As a call center supervisor – a new role for her – Cindy is on for 10 days, eight hours per day. She deals with clients directly, and in addition is responsible for seeing that call center agents are trained. Cindy also monitors calls in a kind of “quality assurance” mode. If this monitoring reveals that a call center agent needs coaching, she provides it.

Cindy is one of a new breed of volunteers: virtual volunteers whom the Red Cross deploys to serve on disaster teams from their home locations. As a call center supervisor, Cindy’s days begin at eight a.m., when she logs in, checks e-mail, reviews calls. It sounds like a typical day at the office – except that Cindy is serving clients and supervising call center volunteers hundreds of miles away.

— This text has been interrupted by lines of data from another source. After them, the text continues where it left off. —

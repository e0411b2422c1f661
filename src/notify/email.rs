// src/notify/email.rs
use anyhow::{anyhow, Context, Result};
use async_trait::async_trait;
use lettre::message::header::ContentType;
use lettre::message::{Attachment as MailAttachment, Mailbox, Message, MultiPart, SinglePart};
use lettre::transport::smtp::{authentication::Credentials, AsyncSmtpTransport};
use lettre::{AsyncTransport, Tokio1Executor};

use super::{Mailer, OutgoingEmail};

/// SMTP delivery. Port 465 uses implicit TLS, anything else STARTTLS.
pub struct SmtpMailer {
    mailer: AsyncSmtpTransport<Tokio1Executor>,
    from: Mailbox,
}

impl SmtpMailer {
    pub fn new(
        server: &str,
        port: u16,
        user: String,
        password: String,
        sender: &str,
        sender_name: &str,
    ) -> Result<Self> {
        let creds = Credentials::new(user, password);
        let builder = (if port == 465 {
            AsyncSmtpTransport::<Tokio1Executor>::relay(server)
        } else {
            AsyncSmtpTransport::<Tokio1Executor>::starttls_relay(server)
        })
        .with_context(|| format!("invalid SMTP_SERVER '{server}'"))?;
        let mailer = builder.port(port).credentials(creds).build();

        let from: Mailbox = format!("{sender_name} <{sender}>")
            .parse()
            .with_context(|| format!("invalid SENDER_EMAIL '{sender}'"))?;
        Ok(Self { mailer, from })
    }

    fn build(&self, email: &OutgoingEmail) -> Result<Message> {
        let mut builder = Message::builder()
            .from(self.from.clone())
            .subject(email.subject.clone());
        for to in &email.to {
            let mb: Mailbox = to
                .parse()
                .with_context(|| format!("invalid recipient '{to}'"))?;
            builder = builder.to(mb);
        }

        let html = SinglePart::html(email.html_body.clone());
        let message = match &email.attachment {
            Some(att) => {
                let ct = ContentType::parse(&att.content_type)
                    .map_err(|e| anyhow!("attachment content type: {e}"))?;
                let part = MailAttachment::new(att.filename.clone()).body(att.bytes.clone(), ct);
                builder.multipart(MultiPart::mixed().singlepart(html).singlepart(part))
            }
            None => builder.singlepart(html),
        };
        message.context("build email")
    }
}

#[async_trait]
impl Mailer for SmtpMailer {
    async fn send(&self, email: &OutgoingEmail) -> Result<()> {
        let msg = self.build(email)?;
        self.mailer.send(msg).await.context("send email")?;
        Ok(())
    }

    fn name(&self) -> &'static str {
        "smtp"
    }
}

Cindy has been a Red Cross volunteer for 28 years. Her current deployment with the call center is in addition to her “regular” Red Cross position doing virtual financial reporting. In that role, she says, she works with Red Cross volunteers “on the ground” to get a “state of the disaster” report on the resources used that day. It “takes a snapshot” of the various disaster sites.

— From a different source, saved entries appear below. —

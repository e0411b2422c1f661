// src/lib.rs
// Library surface shared by the binary and the integration tests.

pub mod classify;
pub mod cli;
pub mod config;
pub mod dedup;
pub mod error;
pub mod ingest;
pub mod metrics;
pub mod notify;
pub mod pipeline;
pub mod region;
pub mod report;
pub mod scheduler;

pub use crate::classify::{Classification, Classifier, ClassifierOptions, EnrichedArticle};
pub use crate::config::{RegionRegistry, Settings};
pub use crate::pipeline::{Pipeline, RegionOutcome, RunMode};
pub use crate::region::Region;
// src/config/mod.rs
pub mod regions;
pub mod settings;

pub use regions::{RegionDef, RegionRegistry};
pub use settings::{MailTransport, Settings};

She does this ongoing work while responding to what will be ongoing needs in Louisiana. The biggest current need she hears is the need for lodging and relocation. Clients also need to replace lost pieces of identification. When your house is filling with water, you grab your keys and run. That means you might not have your driver’s license, Social Security card, and other forms of identification. The local Louisiana 211 is among the resources she offers to meet this and other needs.

Sometimes she hears from callers frustrated at the seemingly slow return to normal. Her response to those challenging calls is one she developed during her career at the Defense Construction Supply Center, where her job involved both computer programming and working with personnel.

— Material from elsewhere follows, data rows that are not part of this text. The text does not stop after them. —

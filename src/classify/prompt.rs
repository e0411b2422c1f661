// src/classify/prompt.rs
use chrono::NaiveDate;
use std::fmt::Write as _;

use crate::ingest::types::NormalizedArticle;

const RELATED: &[&str] = &[
    "new aircraft hangar construction",
    "hangar renovation, expansion or demolition",
    "aircraft maintenance, repair and overhaul (MRO) facilities",
    "hangar doors, equipment, systems and infrastructure",
    "hangar operations, leasing and management",
    "airport infrastructure projects that include hangar facilities",
    "maintenance base construction or expansion",
    "flight training facilities or academies with hangar components",
];

const NOT_RELATED: &[&str] = &[
    "general aviation news",
    "aircraft purchases and sales",
    "flight operations and schedules",
    "terminals or runways without any hangar component",
    "airline business news",
    "repairs that merely take place inside a hangar",
    "incidents that only mention a hangar as a location",
];

/// Single-message prompt for one batch. `today` anchors completion-status reasoning.
pub fn build_batch_prompt(
    articles: &[NormalizedArticle],
    today: NaiveDate,
    with_patterns: bool,
) -> String {
    let date = today.format("%B %d, %Y");
    let n = articles.len();
    let mut p = String::with_capacity(2_048 + n * 256);

    let _ = writeln!(p, "Classify aircraft hangar news articles and answer with JSON only.");
    let _ = writeln!(p);
    let _ = writeln!(p, "Today's date is {date}. Judge completion status against this date.");
    let _ = writeln!(p);

    let _ = writeln!(p, "Fields:");
    let _ = writeln!(p, "1. is_hangar_related (boolean). true only for:");
    for item in RELATED {
        let _ = writeln!(p, "   - {item}");
    }
    let _ = writeln!(p, "   false for:");
    for item in NOT_RELATED {
        let _ = writeln!(p, "   - {item}");
    }

    let _ = writeln!(
        p,
        "2. country (string): two-letter ISO code (US, CA, GB, FR, AE, AU, ...), or \"N/A\" \
         when the title and summary do not name one."
    );
    let _ = writeln!(p, "3. region (string): exactly one of \"UK_NA\", \"EMEA\", \"APAC\", \"LATAM\".");
    let _ = writeln!(p, "   - UK_NA: United Kingdom, United States, Canada");
    let _ = writeln!(p, "   - EMEA: rest of Europe, Middle East, Africa");
    let _ = writeln!(p, "   - APAC: Asia-Pacific including Australia and New Zealand");
    let _ = writeln!(p, "   - LATAM: Mexico, Central America, South America, Caribbean");
    let _ = writeln!(p, "4. completion_status (boolean), relative to {date}:");
    let _ = writeln!(
        p,
        "   - true if the project has opened or finished, or its stated deadline or \
         scheduled date is already in the past"
    );
    let _ = writeln!(
        p,
        "   - false if it is planned for a future date, under construction without a \
         completion date, or still in planning"
    );
    if with_patterns {
        let _ = writeln!(
            p,
            "5. patterns (array of strings): two to four short lower-case tags naming the \
             specific project (operator, airport, site), identical across articles about \
             the same project."
        );
    }

    let _ = writeln!(p);
    let _ = writeln!(p, "Articles:");
    for (i, a) in articles.iter().enumerate() {
        let _ = writeln!(p, "{}. Title: {}", i + 1, a.project_title);
        let _ = writeln!(p, "   Summary: {}", a.summary);
    }

    let _ = writeln!(p);
    let keys = if with_patterns {
        "article_id, is_hangar_related, country, region, completion_status, patterns"
    } else {
        "article_id, is_hangar_related, country, region, completion_status"
    };
    let _ = writeln!(
        p,
        "Return {{\"results\": [...]}} with exactly {n} objects, article_id 1 to {n} in \
         article order. Each object has: {keys}."
    );
    p
}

“Show them respect, Cindy says. “Give them a smile. They can hear it in your voice.”

About the American Red Cross:

The American Red Cross shelters, feeds and provides emotional support to victims of disasters; supplies about 40 percent of the nation’s blood; teaches skills that save lives; provides international humanitarian aid; and supports military members and their families. The Red Cross is a not-for-profit organization that depends on volunteers and the generosity of the American public to perform its mission. For more information, please visit or, or visit us on Twitter at @RedCross.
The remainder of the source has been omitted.